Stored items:

Content starts

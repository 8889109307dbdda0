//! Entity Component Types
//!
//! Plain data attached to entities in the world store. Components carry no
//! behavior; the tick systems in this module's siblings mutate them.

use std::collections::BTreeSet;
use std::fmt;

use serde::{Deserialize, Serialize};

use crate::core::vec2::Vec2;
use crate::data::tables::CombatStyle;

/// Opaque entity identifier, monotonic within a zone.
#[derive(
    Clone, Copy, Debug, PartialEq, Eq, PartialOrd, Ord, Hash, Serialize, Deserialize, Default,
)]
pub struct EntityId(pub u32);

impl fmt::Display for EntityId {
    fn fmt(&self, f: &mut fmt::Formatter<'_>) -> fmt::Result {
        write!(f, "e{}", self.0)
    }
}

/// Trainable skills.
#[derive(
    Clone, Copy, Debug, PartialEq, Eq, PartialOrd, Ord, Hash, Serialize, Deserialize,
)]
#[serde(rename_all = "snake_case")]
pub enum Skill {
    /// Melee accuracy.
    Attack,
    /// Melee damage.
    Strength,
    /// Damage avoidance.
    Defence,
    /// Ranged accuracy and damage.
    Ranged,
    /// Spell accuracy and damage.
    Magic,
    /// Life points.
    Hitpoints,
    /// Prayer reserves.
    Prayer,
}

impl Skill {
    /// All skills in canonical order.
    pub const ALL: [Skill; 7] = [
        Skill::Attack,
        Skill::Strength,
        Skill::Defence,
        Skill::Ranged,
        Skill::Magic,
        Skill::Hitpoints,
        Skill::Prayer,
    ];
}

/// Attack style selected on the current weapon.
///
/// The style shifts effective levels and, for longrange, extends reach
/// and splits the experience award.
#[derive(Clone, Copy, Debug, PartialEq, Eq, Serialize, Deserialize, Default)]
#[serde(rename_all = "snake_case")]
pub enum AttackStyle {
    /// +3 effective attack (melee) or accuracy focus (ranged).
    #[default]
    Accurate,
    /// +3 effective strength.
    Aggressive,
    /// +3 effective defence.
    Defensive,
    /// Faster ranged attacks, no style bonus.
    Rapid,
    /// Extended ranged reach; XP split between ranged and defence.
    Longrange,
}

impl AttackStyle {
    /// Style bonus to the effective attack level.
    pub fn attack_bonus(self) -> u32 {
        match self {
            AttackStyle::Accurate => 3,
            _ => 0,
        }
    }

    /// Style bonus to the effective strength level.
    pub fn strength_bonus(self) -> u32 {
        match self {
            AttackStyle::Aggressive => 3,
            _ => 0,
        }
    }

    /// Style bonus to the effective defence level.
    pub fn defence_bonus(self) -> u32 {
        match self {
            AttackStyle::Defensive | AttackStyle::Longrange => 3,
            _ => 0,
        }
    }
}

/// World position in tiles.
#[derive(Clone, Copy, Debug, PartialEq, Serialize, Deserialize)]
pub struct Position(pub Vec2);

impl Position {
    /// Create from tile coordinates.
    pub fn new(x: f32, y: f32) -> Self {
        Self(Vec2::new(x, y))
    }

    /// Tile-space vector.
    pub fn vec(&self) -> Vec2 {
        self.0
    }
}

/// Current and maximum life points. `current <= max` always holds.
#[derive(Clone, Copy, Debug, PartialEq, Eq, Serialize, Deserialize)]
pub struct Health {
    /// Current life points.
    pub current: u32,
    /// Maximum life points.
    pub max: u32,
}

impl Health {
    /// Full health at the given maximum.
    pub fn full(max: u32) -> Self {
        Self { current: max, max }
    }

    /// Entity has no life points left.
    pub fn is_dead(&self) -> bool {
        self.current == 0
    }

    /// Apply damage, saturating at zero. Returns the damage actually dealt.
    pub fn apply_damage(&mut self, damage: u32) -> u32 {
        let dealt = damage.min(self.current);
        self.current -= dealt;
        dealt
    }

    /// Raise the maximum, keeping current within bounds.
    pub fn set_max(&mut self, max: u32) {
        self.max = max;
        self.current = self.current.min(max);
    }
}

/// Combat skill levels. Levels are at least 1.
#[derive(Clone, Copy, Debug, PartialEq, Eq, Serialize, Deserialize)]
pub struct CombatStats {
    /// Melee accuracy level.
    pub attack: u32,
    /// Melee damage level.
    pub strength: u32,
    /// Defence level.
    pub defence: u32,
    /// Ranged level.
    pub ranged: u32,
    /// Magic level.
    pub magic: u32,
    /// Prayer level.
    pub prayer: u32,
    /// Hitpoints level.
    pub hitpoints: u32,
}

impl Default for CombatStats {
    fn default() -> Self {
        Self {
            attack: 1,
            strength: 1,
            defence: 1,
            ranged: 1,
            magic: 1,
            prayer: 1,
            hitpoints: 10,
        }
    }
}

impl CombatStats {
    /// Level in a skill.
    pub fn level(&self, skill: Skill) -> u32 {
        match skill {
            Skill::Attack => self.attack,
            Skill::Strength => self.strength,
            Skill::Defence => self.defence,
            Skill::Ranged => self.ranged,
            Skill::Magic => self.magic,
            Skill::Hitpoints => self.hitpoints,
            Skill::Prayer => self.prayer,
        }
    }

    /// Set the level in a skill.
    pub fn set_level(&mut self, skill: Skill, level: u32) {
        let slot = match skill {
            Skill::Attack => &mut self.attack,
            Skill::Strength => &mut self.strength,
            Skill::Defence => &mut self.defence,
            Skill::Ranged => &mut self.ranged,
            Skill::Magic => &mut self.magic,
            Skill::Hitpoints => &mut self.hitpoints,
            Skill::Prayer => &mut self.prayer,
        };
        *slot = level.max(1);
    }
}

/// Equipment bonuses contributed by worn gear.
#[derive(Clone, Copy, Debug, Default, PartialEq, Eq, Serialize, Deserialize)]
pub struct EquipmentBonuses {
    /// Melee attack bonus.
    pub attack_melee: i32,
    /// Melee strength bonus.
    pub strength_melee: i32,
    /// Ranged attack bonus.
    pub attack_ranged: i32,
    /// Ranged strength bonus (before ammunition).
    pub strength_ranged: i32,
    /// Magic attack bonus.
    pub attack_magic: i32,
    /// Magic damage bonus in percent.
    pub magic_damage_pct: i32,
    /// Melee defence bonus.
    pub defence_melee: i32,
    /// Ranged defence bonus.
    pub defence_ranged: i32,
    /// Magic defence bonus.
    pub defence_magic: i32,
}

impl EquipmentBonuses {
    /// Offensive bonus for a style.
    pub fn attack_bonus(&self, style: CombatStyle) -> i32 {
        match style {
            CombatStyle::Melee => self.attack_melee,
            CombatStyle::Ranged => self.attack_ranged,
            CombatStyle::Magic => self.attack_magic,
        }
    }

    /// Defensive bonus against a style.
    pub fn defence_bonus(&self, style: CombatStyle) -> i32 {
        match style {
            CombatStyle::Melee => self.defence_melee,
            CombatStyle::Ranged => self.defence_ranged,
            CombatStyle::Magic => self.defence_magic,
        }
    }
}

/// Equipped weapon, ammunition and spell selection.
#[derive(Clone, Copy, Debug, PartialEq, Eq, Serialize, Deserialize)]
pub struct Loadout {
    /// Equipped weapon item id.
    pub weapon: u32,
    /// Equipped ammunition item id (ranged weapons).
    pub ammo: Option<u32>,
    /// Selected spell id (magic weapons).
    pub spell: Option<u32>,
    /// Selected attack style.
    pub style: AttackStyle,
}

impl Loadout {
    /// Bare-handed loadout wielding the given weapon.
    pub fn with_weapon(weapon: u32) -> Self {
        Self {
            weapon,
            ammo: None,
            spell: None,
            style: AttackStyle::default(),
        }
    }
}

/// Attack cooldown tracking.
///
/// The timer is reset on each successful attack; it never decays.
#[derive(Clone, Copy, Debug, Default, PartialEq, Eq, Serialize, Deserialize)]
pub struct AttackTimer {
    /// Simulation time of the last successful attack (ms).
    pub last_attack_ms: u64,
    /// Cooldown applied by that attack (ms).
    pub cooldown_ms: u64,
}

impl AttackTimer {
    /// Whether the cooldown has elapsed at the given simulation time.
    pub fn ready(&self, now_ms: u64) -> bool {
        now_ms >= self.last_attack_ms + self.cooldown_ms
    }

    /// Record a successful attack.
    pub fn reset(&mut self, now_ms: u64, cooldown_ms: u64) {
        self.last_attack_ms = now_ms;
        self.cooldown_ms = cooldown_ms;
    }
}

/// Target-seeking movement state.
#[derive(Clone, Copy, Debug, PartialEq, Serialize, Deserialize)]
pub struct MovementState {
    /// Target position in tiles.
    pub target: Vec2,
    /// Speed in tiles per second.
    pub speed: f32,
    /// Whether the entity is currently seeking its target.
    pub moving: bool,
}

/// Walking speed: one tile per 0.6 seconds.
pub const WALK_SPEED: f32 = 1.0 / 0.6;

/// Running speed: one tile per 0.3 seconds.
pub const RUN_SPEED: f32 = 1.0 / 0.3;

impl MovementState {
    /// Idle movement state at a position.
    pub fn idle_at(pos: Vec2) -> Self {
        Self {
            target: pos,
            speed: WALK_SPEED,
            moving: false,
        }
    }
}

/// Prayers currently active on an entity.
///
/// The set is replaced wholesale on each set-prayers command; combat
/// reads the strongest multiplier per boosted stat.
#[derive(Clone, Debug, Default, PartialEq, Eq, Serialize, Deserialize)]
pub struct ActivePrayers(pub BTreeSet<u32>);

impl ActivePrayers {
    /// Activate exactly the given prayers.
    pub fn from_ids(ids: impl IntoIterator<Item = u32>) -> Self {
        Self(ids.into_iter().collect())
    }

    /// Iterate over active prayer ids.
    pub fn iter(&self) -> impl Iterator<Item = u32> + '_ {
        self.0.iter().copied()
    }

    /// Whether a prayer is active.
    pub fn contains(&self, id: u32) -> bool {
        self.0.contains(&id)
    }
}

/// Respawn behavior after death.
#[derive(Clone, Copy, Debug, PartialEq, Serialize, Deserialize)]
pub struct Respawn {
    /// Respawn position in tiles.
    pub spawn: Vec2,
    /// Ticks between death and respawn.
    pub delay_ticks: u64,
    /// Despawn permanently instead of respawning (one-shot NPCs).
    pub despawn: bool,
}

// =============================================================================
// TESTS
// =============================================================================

Content ends
Content starts

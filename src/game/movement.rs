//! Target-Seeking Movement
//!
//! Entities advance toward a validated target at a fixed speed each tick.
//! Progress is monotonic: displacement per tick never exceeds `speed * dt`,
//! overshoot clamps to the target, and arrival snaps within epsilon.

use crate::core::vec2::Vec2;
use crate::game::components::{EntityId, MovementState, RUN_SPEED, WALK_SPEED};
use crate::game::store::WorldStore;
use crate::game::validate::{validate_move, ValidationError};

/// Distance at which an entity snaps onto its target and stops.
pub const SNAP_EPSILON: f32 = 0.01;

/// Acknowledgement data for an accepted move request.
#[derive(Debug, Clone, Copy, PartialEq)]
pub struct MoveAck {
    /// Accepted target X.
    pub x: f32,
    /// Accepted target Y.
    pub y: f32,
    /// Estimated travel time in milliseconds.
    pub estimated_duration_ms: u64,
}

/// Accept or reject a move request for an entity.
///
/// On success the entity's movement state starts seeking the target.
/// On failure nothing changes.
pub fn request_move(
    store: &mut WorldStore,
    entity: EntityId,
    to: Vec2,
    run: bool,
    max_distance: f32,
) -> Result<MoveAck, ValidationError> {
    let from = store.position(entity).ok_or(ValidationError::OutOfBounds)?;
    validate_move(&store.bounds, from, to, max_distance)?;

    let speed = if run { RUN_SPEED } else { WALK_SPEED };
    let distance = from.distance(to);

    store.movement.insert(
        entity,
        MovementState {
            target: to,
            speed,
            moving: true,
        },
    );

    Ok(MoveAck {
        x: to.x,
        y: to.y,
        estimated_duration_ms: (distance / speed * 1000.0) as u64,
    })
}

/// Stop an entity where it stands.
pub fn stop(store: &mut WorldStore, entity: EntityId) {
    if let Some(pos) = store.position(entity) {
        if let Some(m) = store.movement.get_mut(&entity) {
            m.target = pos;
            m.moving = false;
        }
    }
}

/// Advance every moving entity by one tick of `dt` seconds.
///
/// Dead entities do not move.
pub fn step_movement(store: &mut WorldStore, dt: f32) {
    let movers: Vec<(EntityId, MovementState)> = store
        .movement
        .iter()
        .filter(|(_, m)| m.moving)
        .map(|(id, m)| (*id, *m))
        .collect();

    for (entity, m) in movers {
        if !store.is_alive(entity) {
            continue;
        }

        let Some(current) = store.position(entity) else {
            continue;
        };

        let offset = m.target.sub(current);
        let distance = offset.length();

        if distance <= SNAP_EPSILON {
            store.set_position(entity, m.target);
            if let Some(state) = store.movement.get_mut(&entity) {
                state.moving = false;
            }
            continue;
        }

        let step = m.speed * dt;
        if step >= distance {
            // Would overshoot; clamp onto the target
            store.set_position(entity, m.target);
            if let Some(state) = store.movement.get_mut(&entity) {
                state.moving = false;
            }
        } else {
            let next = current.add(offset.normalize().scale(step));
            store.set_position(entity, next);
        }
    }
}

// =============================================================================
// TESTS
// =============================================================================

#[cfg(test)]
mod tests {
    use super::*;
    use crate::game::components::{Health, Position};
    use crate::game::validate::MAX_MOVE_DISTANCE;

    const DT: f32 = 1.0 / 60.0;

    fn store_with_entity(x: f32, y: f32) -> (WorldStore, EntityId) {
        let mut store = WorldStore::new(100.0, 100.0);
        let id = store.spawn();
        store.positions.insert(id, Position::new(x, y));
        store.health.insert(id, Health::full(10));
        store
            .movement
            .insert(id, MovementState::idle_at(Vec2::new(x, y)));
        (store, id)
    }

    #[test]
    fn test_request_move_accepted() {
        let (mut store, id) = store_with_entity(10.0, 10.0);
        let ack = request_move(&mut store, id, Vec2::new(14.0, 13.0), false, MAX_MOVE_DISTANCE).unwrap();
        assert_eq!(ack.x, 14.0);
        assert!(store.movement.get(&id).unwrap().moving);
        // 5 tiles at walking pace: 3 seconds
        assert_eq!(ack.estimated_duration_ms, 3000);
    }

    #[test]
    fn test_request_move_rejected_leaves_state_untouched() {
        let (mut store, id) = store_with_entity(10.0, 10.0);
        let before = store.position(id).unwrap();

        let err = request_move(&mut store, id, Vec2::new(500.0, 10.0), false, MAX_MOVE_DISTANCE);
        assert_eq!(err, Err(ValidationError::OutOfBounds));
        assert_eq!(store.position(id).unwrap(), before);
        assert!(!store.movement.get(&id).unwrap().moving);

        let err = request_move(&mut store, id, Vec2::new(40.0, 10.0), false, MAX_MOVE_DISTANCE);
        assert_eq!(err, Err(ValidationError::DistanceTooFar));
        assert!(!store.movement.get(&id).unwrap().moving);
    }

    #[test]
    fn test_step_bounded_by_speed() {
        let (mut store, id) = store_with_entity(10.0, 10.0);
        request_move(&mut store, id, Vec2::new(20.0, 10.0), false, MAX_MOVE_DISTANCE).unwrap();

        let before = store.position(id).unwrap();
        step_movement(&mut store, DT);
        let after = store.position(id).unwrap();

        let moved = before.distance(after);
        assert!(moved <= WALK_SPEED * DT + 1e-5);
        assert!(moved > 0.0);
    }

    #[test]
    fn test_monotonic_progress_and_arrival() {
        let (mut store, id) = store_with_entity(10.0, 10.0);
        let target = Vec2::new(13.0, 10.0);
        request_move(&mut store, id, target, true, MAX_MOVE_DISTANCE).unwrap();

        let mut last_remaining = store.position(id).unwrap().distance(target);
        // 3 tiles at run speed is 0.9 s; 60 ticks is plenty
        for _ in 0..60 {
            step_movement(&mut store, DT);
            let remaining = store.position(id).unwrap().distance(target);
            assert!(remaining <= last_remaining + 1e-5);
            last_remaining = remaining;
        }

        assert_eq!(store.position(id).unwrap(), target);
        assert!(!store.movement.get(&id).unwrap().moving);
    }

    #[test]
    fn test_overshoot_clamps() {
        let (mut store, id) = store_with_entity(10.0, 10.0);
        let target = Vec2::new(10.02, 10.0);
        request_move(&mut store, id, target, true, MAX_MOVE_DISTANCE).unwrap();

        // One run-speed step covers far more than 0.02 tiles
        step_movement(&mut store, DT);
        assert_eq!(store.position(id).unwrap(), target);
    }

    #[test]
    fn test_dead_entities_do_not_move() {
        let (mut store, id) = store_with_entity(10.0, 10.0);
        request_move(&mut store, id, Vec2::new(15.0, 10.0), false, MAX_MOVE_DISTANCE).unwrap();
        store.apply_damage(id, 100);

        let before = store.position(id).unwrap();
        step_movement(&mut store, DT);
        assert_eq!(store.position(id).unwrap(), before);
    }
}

Content ends

PROBLEM TO SOLVE - Please give back, exactly as it stands above, the stretch from the line with "Accepted target X." through the line with "let distance = from.distance(to);", and no line outside it.

EXERCISE RESPONSE -
    /// Accepted target X.
    pub x: f32,
    /// Accepted target Y.
    pub y: f32,
    /// Estimated travel time in milliseconds.
    pub estimated_duration_ms: u64,
}

/// Accept or reject a move request for an entity.
///
/// On success the entity's movement state starts seeking the target.
/// On failure nothing changes.
pub fn request_move(
    store: &mut WorldStore,
    entity: EntityId,
    to: Vec2,
    run: bool,
    max_distance: f32,
) -> Result<MoveAck, ValidationError> {
    let from = store.position(entity).ok_or(ValidationError::OutOfBounds)?;
    validate_move(&store.bounds, from, to, max_distance)?;

    let speed = if run { RUN_SPEED } else { WALK_SPEED };
    let distance = from.distance(to);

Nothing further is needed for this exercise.